Metronidazole is used because it is anti-inflammatory, anti-protozoan, and is a good antibacterial for the small bowel. The only side effect is vomiting. Other drugs that are being tried include cyclosporine and eicosapentanoic acid, a fatty acid found in fish oil. Eicosapentanoic acid is a drug often used in veterinary medicine to decrease the inflammatory response of inhaled allergies. The only side effects are a shiny coat. IBD involves a great deal of patience by the dog owner but most dog will gain relief with some variation of therapies. The disease is life long and will require regular attention.SOY PROTEIN AND IBD
Dr. Olivier Dossin, of the National Veterinary School in Toulouse, France, presented the preliminary results of a study on treating inflammatory bowel disease (IBD) in dogs. IBD is a common cause of vomiting, diarrhea and weight loss. Dietary hypersensitivity is believed to be one cause of IBD.

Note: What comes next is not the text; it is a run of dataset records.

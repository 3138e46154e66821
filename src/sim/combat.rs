//! Hit resolution: pointer clicks and shots against packet hitboxes.
//!
//! Clicks address a packet by id; shots carry a screen point and resolve to
//! the first packet whose box contains it, passing straight through benign
//! traffic. Both paths share the damage rules, including the double-click
//! critical window and the encrypted one-shot path.

use glam::Vec2;
use serde::{Deserialize, Serialize};

use super::state::{PacketKind, SimEvent, SimState};
use crate::consts::CRITICAL_WINDOW_MS;
use crate::ms_to_ticks;
use crate::progression::Progression;

/// Last click record for critical-hit detection. Ephemeral: overwritten on
/// every click, only ever compared against the immediately preceding one.
#[derive(Debug, Clone, Copy, Serialize, Deserialize)]
pub struct LastClick {
    pub packet_id: u32,
    pub tick: u64,
    pub pos: Vec2,
}

impl SimState {
    /// A pointer click on a specific packet.
    ///
    /// A stale id (the packet already exited or died) is a silent no-op.
    pub(crate) fn resolve_click(&mut self, tracker: &mut Progression, id: u32, pos: Vec2) {
        let Some(index) = self.find_packet(id) else {
            return;
        };

        if self.packets[index].kind == PacketKind::Encrypted {
            self.destroy_encrypted(tracker, index, pos);
            return;
        }

        let critical = self.record_click(id, pos);

        // Benign packets cannot be hit; the click still counts for the
        // critical window bookkeeping above
        if self.packets[index].kind == PacketKind::Benign {
            return;
        }

        if critical {
            self.push_event(SimEvent::CriticalHit { pos });
        }
        self.apply_damage(tracker, index, if critical { 2 } else { 1 });
    }

    /// A shot fired at screen coordinates.
    pub(crate) fn resolve_shot(&mut self, tracker: &mut Progression, pos: Vec2) {
        let power_mode = self.modifiers.power_mode.active;
        if !tracker.try_fire(power_mode) {
            return;
        }

        let target = self
            .packets
            .iter()
            .position(|p| p.contains(pos) && p.kind != PacketKind::Benign);

        match target {
            Some(index) if self.packets[index].kind == PacketKind::Encrypted => {
                self.destroy_encrypted(tracker, index, pos);
            }
            Some(index) => {
                let id = self.packets[index].id;
                let critical = self.record_click(id, pos);
                if critical {
                    self.push_event(SimEvent::CriticalHit { pos });
                }
                self.apply_damage(tracker, index, if critical { 2 } else { 1 });
            }
            // Nothing under the crosshair: a miss, unless Power Mode's
            // unlimited-ammo grace is up
            None => {
                if !power_mode {
                    tracker.register_miss();
                }
            }
        }
    }

    /// Update the click record; true when this is the second hit on the same
    /// packet inside the critical window.
    fn record_click(&mut self, id: u32, pos: Vec2) -> bool {
        let now = self.time_ticks;
        let window = ms_to_ticks(CRITICAL_WINDOW_MS) as u64;
        let critical = self
            .last_click
            .as_ref()
            .is_some_and(|last| last.packet_id == id && now - last.tick < window);
        self.last_click = Some(LastClick {
            packet_id: id,
            tick: now,
            pos,
        });
        critical
    }

    /// Decrement health; at zero the packet dies and pays out XP scaled by
    /// its max health, doubled while Power Mode runs.
    fn apply_damage(&mut self, tracker: &mut Progression, index: usize, damage: i32) {
        self.packets[index].health -= damage;
        if self.packets[index].health > 0 {
            return;
        }

        let packet = self.packets.remove(index);
        let mut xp = packet.kind.xp_multiplier() * packet.max_health as u32;
        if self.modifiers.power_mode.active {
            xp *= 2;
        }
        tracker.register_hit(true, Some(xp));
        self.push_event(SimEvent::PacketDestroyed {
            id: packet.id,
            kind: packet.kind,
            pos: packet.pos,
        });
    }

    /// Encrypted packets die to any hit, ignoring health entirely, and set
    /// off the whole reward chain: particle burst, bonus XP, Power Mode.
    fn destroy_encrypted(&mut self, tracker: &mut Progression, index: usize, pos: Vec2) {
        let packet = self.packets.remove(index);
        let level = tracker.level();

        self.push_event(SimEvent::PacketDestroyed {
            id: packet.id,
            kind: packet.kind,
            pos: packet.pos,
        });
        self.push_event(SimEvent::EncryptedBurst { pos, particles: 20 });

        let bonus = 200 * (1 + level / 2);
        tracker.award_bonus_xp(bonus);
        log::info!("encrypted packet down: +{bonus} xp, power mode up");

        self.start_power_mode();
    }
}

The study results suggest that using soy isolate hydrolysate as the main protein source in a commercial dog food has clinical use in the treatment of inflammatory bowel disease.
The eight dogs chosen for the studyhad one or more of the clinical signs of IBD, which include vomiting, diarrhea, and weight loss, in addition to having had biopsies that confirmed they had IBD. Initially, change in diet was the only treatment for the dogs, and it resulted in clinical resolution in five of the eight dogs.
After four weeks on the diet, two of the three other dogs required treatment with metronidazole.
The remaining dog also reuired treatment with metronidazole, followed later by the addition of prednisolone. These three dogs also stayed on the diet during this additional treatment.
All eight dogs experienced clinical resolution within four to sixteen weeks of the study's initiation.